==== INPUT DATA

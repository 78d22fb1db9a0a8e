//! Definition string parsing.
//!
//! Splits a raw definition such as `"vx:|n|o:"` on [`GROUP_SEPARATOR`] into
//! ordered [`Group`]s and builds the combined spec the scanner runs against.
//! Lengths are measured in bytes.

use std::collections::HashMap;

use tracing::debug;

use crate::error::{PipeoptsError, Result};
use crate::types::{GROUP_SEPARATOR, Group, Limits, VALUE_MARKER};

/// A parsed, not yet validated, option definition.
///
/// # Examples
///
/// ```
/// use pipeopts_core::{Definition, Limits};
///
/// let definition = Definition::parse("vx:|n|o:", &Limits::default()).unwrap();
/// assert_eq!(definition.groups().len(), 3);
/// assert_eq!(definition.combined_spec(), "vx:no:");
/// ```
#[derive(Debug, Clone, PartialEq, Eq)]
pub struct Definition {
    raw: String,
    groups: Vec<Group>,
    combined_spec: String,
}

impl Definition {
    /// Parses a raw definition string.
    ///
    /// A definition without separators yields a single group. Empty pieces
    /// are kept so that validation can report them by index.
    ///
    /// # Errors
    ///
    /// [`DefinitionTooLong`](PipeoptsError::DefinitionTooLong) if `raw` is
    /// longer than `limits.max_definition`, and
    /// [`TooManyGroups`](PipeoptsError::TooManyGroups) if it splits into more
    /// than `limits.max_groups` groups.
    pub fn parse(raw: &str, limits: &Limits) -> Result<Self> {
        if raw.len() > limits.max_definition {
            return Err(PipeoptsError::DefinitionTooLong {
                length: raw.len(),
                limit: limits.max_definition,
            });
        }

        let groups: Vec<Group> = raw.split(GROUP_SEPARATOR).map(Group::new).collect();
        if groups.len() > limits.max_groups {
            return Err(PipeoptsError::TooManyGroups {
                count: groups.len(),
                limit: limits.max_groups,
            });
        }

        let combined_spec = groups.iter().map(|g| g.spec.as_str()).collect::<String>();

        debug!(optdef = raw, optstr = %combined_spec, groups = groups.len(), "parsed option definition");

        Ok(Self {
            raw: raw.to_string(),
            groups,
            combined_spec,
        })
    }

    /// The definition string as given.
    pub fn raw(&self) -> &str {
        &self.raw
    }

    pub fn groups(&self) -> &[Group] {
        &self.groups
    }

    /// Concatenation of all group specs, separators removed.
    pub fn combined_spec(&self) -> &str {
        &self.combined_spec
    }

    /// Consumes the definition, returning its groups for classification.
    pub fn into_groups(self) -> Vec<Group> {
        self.groups
    }

    /// Builds the scanner alphabet.
    ///
    /// Every letter maps to the first group declaring it. Whether a letter
    /// takes a value is decided on the combined spec, because that is the
    /// string the scanner sees: a marker opening a group binds to the last
    /// letter of the group before it.
    ///
    /// # Examples
    ///
    /// ```
    /// use pipeopts_core::{Definition, Limits};
    ///
    /// let definition = Definition::parse("ab:|c", &Limits::default()).unwrap();
    /// let alphabet = definition.alphabet();
    /// assert_eq!(alphabet.lookup('b').map(|l| (l.group, l.takes_value)), Some((0, true)));
    /// assert_eq!(alphabet.lookup('c').map(|l| l.group), Some(1));
    /// assert!(alphabet.lookup('z').is_none());
    /// ```
    pub fn alphabet(&self) -> Alphabet {
        let combined: Vec<char> = self.combined_spec.chars().collect();
        let mut letters = HashMap::new();
        let mut pos = 0;

        for (index, group) in self.groups.iter().enumerate() {
            for c in group.spec.chars() {
                pos += 1;
                if c == VALUE_MARKER {
                    continue;
                }
                let takes_value = combined.get(pos) == Some(&VALUE_MARKER);
                letters.entry(c).or_insert(Letter {
                    group: index,
                    takes_value,
                });
            }
        }

        Alphabet { letters }
    }
}

/// Owner and arity of one option letter.
#[derive(Debug, Clone, Copy, PartialEq, Eq)]
pub struct Letter {
    /// Index of the owning group.
    pub group: usize,
    pub takes_value: bool,
}

/// The set of letters a scanner accepts, each resolved to its group.
#[derive(Debug, Clone, Default, PartialEq, Eq)]
pub struct Alphabet {
    letters: HashMap<char, Letter>,
}

impl Alphabet {
    pub fn lookup(&self, letter: char) -> Option<Letter> {
        self.letters.get(&letter).copied()
    }

    pub fn len(&self) -> usize {
        self.letters.len()
    }

    pub fn is_empty(&self) -> bool {
        self.letters.is_empty()
    }
}

#[cfg(test)]
mod tests {
    use super::*;

    fn limits() -> Limits {
        Limits::default()
    }

    #[test]
    fn test_no_separator_yields_one_group() {
        let definition = Definition::parse("abc", &limits()).unwrap();
        assert_eq!(definition.groups(), &[Group::new("abc")]);
        assert_eq!(definition.combined_spec(), "abc");
        assert_eq!(definition.raw(), "abc");
    }

    #[test]
    fn test_empty_pieces_are_kept() {
        let definition = Definition::parse("a||b", &limits()).unwrap();
        let specs: Vec<&str> = definition.groups().iter().map(|g| g.spec.as_str()).collect();
        assert_eq!(specs, vec!["a", "", "b"]);
        assert_eq!(definition.combined_spec(), "ab");

        let definition = Definition::parse("", &limits()).unwrap();
        assert_eq!(definition.groups(), &[Group::new("")]);
    }

    #[test]
    fn test_definition_length_limit_is_inclusive() {
        let at_limit = "a".repeat(256);
        assert!(Definition::parse(&at_limit, &limits()).is_ok());

        let over = "a".repeat(257);
        assert_eq!(
            Definition::parse(&over, &limits()),
            Err(PipeoptsError::DefinitionTooLong {
                length: 257,
                limit: 256
            })
        );
    }

    #[test]
    fn test_group_count_limit() {
        let sixteen = vec!["a"; 16].join("|");
        assert!(Definition::parse(&sixteen, &limits()).is_ok());

        let seventeen = vec!["a"; 17].join("|");
        assert_eq!(
            Definition::parse(&seventeen, &limits()),
            Err(PipeoptsError::TooManyGroups {
                count: 17,
                limit: 16
            })
        );
    }

    #[test]
    fn test_alphabet_first_group_wins() {
        // Validation rejects this, but the lookup rule must still be explicit.
        let definition = Definition::parse("ab|b:c", &limits()).unwrap();
        let alphabet = definition.alphabet();
        assert_eq!(
            alphabet.lookup('b'),
            Some(Letter {
                group: 0,
                takes_value: false
            })
        );
        assert_eq!(alphabet.lookup('c').map(|l| l.group), Some(1));
        assert_eq!(alphabet.len(), 3);
    }

    #[test]
    fn test_leading_marker_binds_to_previous_group() {
        let definition = Definition::parse("a|:b", &limits()).unwrap();
        let alphabet = definition.alphabet();
        assert_eq!(alphabet.lookup('a').map(|l| l.takes_value), Some(true));
        assert_eq!(alphabet.lookup('b').map(|l| l.takes_value), Some(false));
        assert!(alphabet.lookup(':').is_none());
    }

    #[test]
    fn test_alphabet_excludes_markers() {
        let definition = Definition::parse("a:|:b", &limits()).unwrap();
        let alphabet = definition.alphabet();
        assert_eq!(alphabet.len(), 2);
        assert!(!alphabet.is_empty());
    }
}
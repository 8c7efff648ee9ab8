//! Delayed status checks for "racing" checkouts.
//!
//! A checkout races when the web flow redirects to the thanks page before the
//! payment processor has confirmed the pledge. The host is then told to wait
//! and the status is fetched from the API after a short delay, repeating while
//! the checkout is still being processed.
use async_trait::async_trait;
use serde::{Deserialize, Serialize};
use std::sync::Arc;
use std::time::Duration;
use thiserror::Error;
use tokio::runtime::Handle;
use tokio::sync::mpsc;
use tokio::task::JoinHandle;
use url::Url;

/// Processing state reported by the checkout API.
#[derive(Debug, Clone, Copy, PartialEq, Eq, Serialize, Deserialize)]
#[serde(rename_all = "snake_case")]
pub enum CheckoutState {
    Authorizing,
    Verifying,
    Successful,
    Failed,
}

impl CheckoutState {
    /// Still being processed; worth asking again.
    pub fn is_pending(self) -> bool {
        matches!(self, CheckoutState::Authorizing | CheckoutState::Verifying)
    }
}

#[derive(Debug, Clone, PartialEq, Eq, Serialize, Deserialize)]
pub struct CheckoutEnvelope {
    pub state: CheckoutState,
    #[serde(default)]
    pub state_reason: String,
}

/// The checkout being polled.
#[derive(Debug, Clone, PartialEq, Eq)]
pub struct CheckoutRef {
    pub id: u64,
    /// Thanks page URL with the racing flag removed.
    pub url: Url,
}

#[derive(Debug, Clone, Error, PartialEq, Eq)]
pub enum PollError {
    /// The status request itself failed.
    #[error("Could not check the status of your pledge: {0}")]
    Transport(String),
    #[error("Your pledge is still being processed after {0} checks. Please check back later.")]
    StillProcessing(u32),
}

/// Fetches the processing state of a checkout.
#[async_trait]
pub trait CheckoutStatusPoller: Send + Sync {
    async fn fetch_status(&self, checkout: &CheckoutRef) -> Result<CheckoutEnvelope, PollError>;
}

/// Delivered to the host's event loop when a poll finishes.
#[derive(Debug, Clone, PartialEq)]
pub enum CheckoutEvent {
    StatusResolved {
        generation: u64,
        result: Result<CheckoutEnvelope, PollError>,
    },
}

/// Owns the single outstanding status poll of a checkout session.
///
/// Starting a new poll aborts the previous one. Dropping the `RacingPoll`
/// aborts the outstanding task, so a torn-down screen never hears back.
#[derive(Debug, Default)]
pub struct RacingPoll {
    handle: Option<JoinHandle<()>>,
    generation: u64,
}

impl RacingPoll {
    pub fn new() -> Self {
        Self::default()
    }

    /// Cancel-and-replace: schedules a poll, returning its generation.
    ///
    /// Outside a tokio runtime nothing is scheduled and `None` is returned.
    pub fn start(
        &mut self,
        poller: Arc<dyn CheckoutStatusPoller>,
        checkout: CheckoutRef,
        delay: Duration,
        max_attempts: u32,
        event_tx: mpsc::Sender<CheckoutEvent>,
    ) -> Option<u64> {
        self.cancel();
        let runtime = match Handle::try_current() {
            Ok(runtime) => runtime,
            Err(e) => {
                tracing::warn!(checkout_id = checkout.id, error = %e, "No runtime for racing checkout poll");
                return None;
            }
        };
        self.generation = self.generation.wrapping_add(1);
        let generation = self.generation;

        tracing::debug!(
            checkout_id = checkout.id,
            generation,
            delay_ms = delay.as_millis() as u64,
            "Scheduling racing checkout poll"
        );

        self.handle = Some(runtime.spawn(async move {
            let result = poll_until_settled(poller.as_ref(), &checkout, delay, max_attempts).await;
            if let Err(e) = event_tx
                .send(CheckoutEvent::StatusResolved { generation, result })
                .await
            {
                tracing::debug!(error = %e, "Poll result dropped, receiver is gone");
            }
        }));

        Some(generation)
    }

    /// Aborts the outstanding poll, if any.
    pub fn cancel(&mut self) {
        if let Some(handle) = self.handle.take() {
            handle.abort();
        }
    }

    /// Whether a result tagged with `generation` belongs to the live poll.
    pub fn is_current(&self, generation: u64) -> bool {
        self.handle.is_some() && generation == self.generation
    }

    /// Marks the live poll as consumed once its result was handled.
    pub fn finish(&mut self, generation: u64) {
        if generation == self.generation {
            self.handle = None;
        }
    }
}

impl Drop for RacingPoll {
    fn drop(&mut self) {
        self.cancel();
    }
}

async fn poll_until_settled(
    poller: &dyn CheckoutStatusPoller,
    checkout: &CheckoutRef,
    delay: Duration,
    max_attempts: u32,
) -> Result<CheckoutEnvelope, PollError> {
    let attempts = max_attempts.max(1);
    for attempt in 1..=attempts {
        tokio::time::sleep(delay).await;

        match poller.fetch_status(checkout).await {
            Ok(envelope) if envelope.state.is_pending() => {
                tracing::debug!(
                    checkout_id = checkout.id,
                    attempt,
                    state = ?envelope.state,
                    "Checkout still processing"
                );
            }
            other => return other,
        }
    }

    tracing::warn!(checkout_id = checkout.id, attempts, "Racing checkout never settled");
    Err(PollError::StillProcessing(attempts))
}
/// Phase changes for requests the web view is allowed to load.
fn advance_on_load(session: &mut Session, route: &Route) {
    let next = if route.is_form() {
        CheckoutPhase::ShowingForm
    } else if route.is_submission() {
        CheckoutPhase::AwaitingRedirect
    } else {
        return;
    };

    if next != session.phase {
        tracing::debug!(from = ?session.phase, to = ?next, "Checkout phase changed");
        session.phase = next;
    }
}

fn track_cancel(tracker: &dyn EventTracker, session: &Session) {
    let props = || {
        properties([
            ("pledge_context", Value::from(session.pledge_context().as_str())),
            ("project_pid", json!(session.project.id)),
            ("reward_id", json!(session.reward.id)),
        ])
    };
    tracker.track("Checkout Cancel", props());
    // Deprecated name, still consumed by older dashboards
    tracker.track("Canceled Checkout", props());
}

#[cfg(test)]
mod tests {
    use super::*;
    use crate::analytics::RecordingTracker;
    use crate::checkout::poller::{CheckoutEnvelope, PollError};
    use crate::checkout::request::ApiPreparer;

    const PROJECT: &str = "https://www.kickstarter.com/projects/creator/a-project";

    fn settings() -> CheckoutSettings {
        CheckoutSettings::from_config(&CheckoutConfig {
            stripe_publishable_key: "pk_test".into(),
            ..CheckoutConfig::default()
        })
        .unwrap()
    }

    fn project() -> Project {
        Project {
            id: 1,
            name: "A Project".into(),
            web_url: Url::parse(PROJECT).unwrap(),
            is_backing: false,
        }
    }

    fn get(s: &str) -> NavigationRequest {
        NavigationRequest::get(Url::parse(s).unwrap())
    }

    fn controller(tracker: Arc<RecordingTracker>) -> CheckoutNavigationController {
        let mut controller =
            CheckoutNavigationController::new(settings(), Box::new(ApiPreparer::new("")), tracker);
        let initial = get("https://www.kickstarter.com/checkouts/1/payments/new");
        controller.configure(
            ApiPreparer::new("").prepare(&initial),
            project(),
            Reward { id: 2, minimum: 1 },
            false,
        );
        controller
    }

    #[test]
    fn test_unconfigured_allows() {
        let mut controller = CheckoutNavigationController::new(
            settings(),
            Box::new(ApiPreparer::new("")),
            Arc::new(RecordingTracker::new()),
        );
        assert_eq!(
            controller.classify(&get(PROJECT), NavigationTrigger::Other),
            InterceptDecision::Allow
        );
        assert!(controller.view_ready().is_empty());
    }

    #[test]
    fn test_malformed_raw_url_allows() {
        let mut controller = controller(Arc::new(RecordingTracker::new()));
        let decision =
            controller.classify_raw("http://[::1", HttpMethod::Get, false, NavigationTrigger::Other);
        assert_eq!(decision, InterceptDecision::Allow);
        let decision =
            controller.classify_raw("about:blank", HttpMethod::Get, false, NavigationTrigger::Other);
        assert_eq!(decision, InterceptDecision::Allow);
    }

    #[test]
    fn test_unprepared_unknown_url_is_reissued_prepared() {
        let mut controller = controller(Arc::new(RecordingTracker::new()));
        let request = get("https://www.kickstarter.com/somewhere/else");

        match controller.classify(&request, NavigationTrigger::Other) {
            InterceptDecision::LoadPrepared(reissued) => {
                assert!(reissued.prepared);
                assert_eq!(reissued.url, request.url);
            }
            other => panic!("Expected LoadPrepared, got {:?}", other),
        }
    }

    #[test]
    fn test_phase_walks_through_pledge() {
        let mut controller = controller(Arc::new(RecordingTracker::new()));
        let preparer = ApiPreparer::new("");
        assert_eq!(controller.phase(), CheckoutPhase::Loading);

        let form = get("https://www.kickstarter.com/checkouts/1/payments/new");
        controller.classify(&preparer.prepare(&form), NavigationTrigger::Other);
        assert_eq!(controller.phase(), CheckoutPhase::ShowingForm);

        let submit = NavigationRequest::post(
            Url::parse("https://www.kickstarter.com/checkouts/1/payments").unwrap(),
        );
        controller.classify(&submit, NavigationTrigger::FormSubmitted);
        assert_eq!(controller.phase(), CheckoutPhase::Submitting);

        controller.classify(&preparer.prepare(&submit), NavigationTrigger::Other);
        assert_eq!(controller.phase(), CheckoutPhase::AwaitingRedirect);

        let thanks = get(&format!("{}/checkouts/1/thanks", PROJECT));
        assert_eq!(
            controller.classify(&thanks, NavigationTrigger::Other),
            InterceptDecision::GoToThanks
        );
        assert_eq!(controller.phase(), CheckoutPhase::Done);
    }

    #[test]
    fn test_racing_without_poller_still_reports_delay() {
        let mut controller = controller(Arc::new(RecordingTracker::new()));
        let racing = get(&format!("{}/checkouts/1/thanks?racing=1", PROJECT));

        assert_eq!(
            controller.classify(&racing, NavigationTrigger::Other),
            InterceptDecision::PollStatus(Duration::from_secs(1))
        );
        assert_eq!(controller.phase(), CheckoutPhase::Racing);
    }

    struct SettledPoller;

    #[async_trait::async_trait]
    impl CheckoutStatusPoller for SettledPoller {
        async fn fetch_status(&self, _: &CheckoutRef) -> Result<CheckoutEnvelope, PollError> {
            Ok(CheckoutEnvelope {
                state: CheckoutState::Successful,
                state_reason: String::new(),
            })
        }
    }

    #[test]
    fn test_racing_outside_runtime_does_not_panic() {
        let (tx, mut rx) = mpsc::channel(4);
        let mut controller = controller(Arc::new(RecordingTracker::new()))
            .with_status_poller(Arc::new(SettledPoller), tx);
        let racing = get(&format!("{}/checkouts/1/thanks?racing=1", PROJECT));

        assert_eq!(
            controller.classify(&racing, NavigationTrigger::Other),
            InterceptDecision::PollStatus(Duration::from_secs(1))
        );
        assert_eq!(controller.phase(), CheckoutPhase::Racing);
        assert!(rx.try_recv().is_err());
    }

    #[test]
    fn test_stripe_channel_always_allowed() {
        let mut controller = controller(Arc::new(RecordingTracker::new()));
        let stripe = get("https://js.stripe.com/v2/channel.html");
        for trigger in [
            NavigationTrigger::Other,
            NavigationTrigger::LinkClicked,
            NavigationTrigger::FormSubmitted,
        ] {
            assert_eq!(controller.classify(&stripe, trigger), InterceptDecision::Allow);
        }
    }

    #[test]
    fn test_prepared_reclassification_is_stable() {
        let mut controller = controller(Arc::new(RecordingTracker::new()));
        let edit = ApiPreparer::new("").prepare(&get(&format!("{}/pledge/edit", PROJECT)));

        let first = controller.classify(&edit, NavigationTrigger::Other);
        let second = controller.classify(&edit, NavigationTrigger::Other);
        assert_eq!(first, second);
        assert!(first.should_start_load());
    }

    #[test]
    fn test_pledge_new_allowed_while_loading() {
        let mut controller = controller(Arc::new(RecordingTracker::new()));
        let new_pledge = ApiPreparer::new("").prepare(&get(&format!("{}/pledge/new", PROJECT)));

        assert_eq!(
            controller.classify(&new_pledge, NavigationTrigger::Other),
            InterceptDecision::Allow
        );
        assert_eq!(controller.phase(), CheckoutPhase::ShowingForm);
        assert_eq!(
            controller.classify(&new_pledge, NavigationTrigger::Other),
            InterceptDecision::Dismiss
        );
    }

    #[test]
    fn test_cancel_tracks_manage_context_for_backers() {
        let tracker = Arc::new(RecordingTracker::new());
        let mut controller = controller(tracker.clone());
        controller.configure(
            get(PROJECT),
            Project {
                is_backing: true,
                ..project()
            },
            Reward { id: 2, minimum: 1 },
            false,
        );

        assert_eq!(controller.cancel_button_tapped(), CheckoutOutput::PopViewController);
        assert_eq!(
            tracker.property("pledge_context"),
            vec![json!("manage_reward"), json!("manage_reward")]
        );
    }

    #[test]
    fn test_stale_event_is_ignored() {
        let mut controller = controller(Arc::new(RecordingTracker::new()));
        let event = CheckoutEvent::StatusResolved {
            generation: 7,
            result: Err(PollError::Transport("boom".into())),
        };
        assert_eq!(controller.handle_event(event), None);
    }

    #[test]
    fn test_decision_serializes_tagged() {
        let value = serde_json::to_value(InterceptDecision::OpenLogin).unwrap();
        assert_eq!(value, json!({"type": "open_login"}));
    }
}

========

## [ACTIVITY]
Go through the entries and copy every line with "seventeen".

## [OUTPUT OF THE EXERCISE]
        let seventeen = vec!["a"; 17].join("|");
            Definition::parse(&seventeen, &limits()),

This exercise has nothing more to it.